The need for educators to exercise their responsibility to “think otherwise” is particularly acute these days because many policymakers are determined to lead teachers and students down a road which they would have us believe leads to educational excellence, but, in fact, it leads in the opposite direction.
Let me cite just one egregious example. Texas Republicans would like to outlaw the teaching of critical thinking skills in schools. Under the Education Section of the 2012 Party Platform appears the following:
Knowledge-Based Education-We oppose the teaching of Higher Order Thinking Skills (HOTS) (values clarification), critical thinking skills and similar programs that are simply a relabeling of Outcome Based Education(OBE) (mastery learning) which focus on behavior modification and have the purpose of challenging the student’s fixed beliefs and undermining parental authority.

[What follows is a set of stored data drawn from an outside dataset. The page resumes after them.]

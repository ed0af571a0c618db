//! The query engine: predicate filtering and stable sorting.

pub mod filter;
pub mod sort;

pub use filter::ContentFilter;
pub use sort::ContentSorter;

There is a lot to criticize in a statement like this, but let’s skip over the fact that all education is outcome based, the real issue being who has determined the outcomes and whether or not they are worthy of the label education. Can we also acknowledge that the goal of any earning is—or should be—mastery?
What I want to focus on here is the objection to teaching critical thinking skills. Is challenging someone’s fixed (as in rigid and inflexible) beliefs not a worthy goal of an education? If those beliefs are based on valid evidence, won’t they withstand the challenge?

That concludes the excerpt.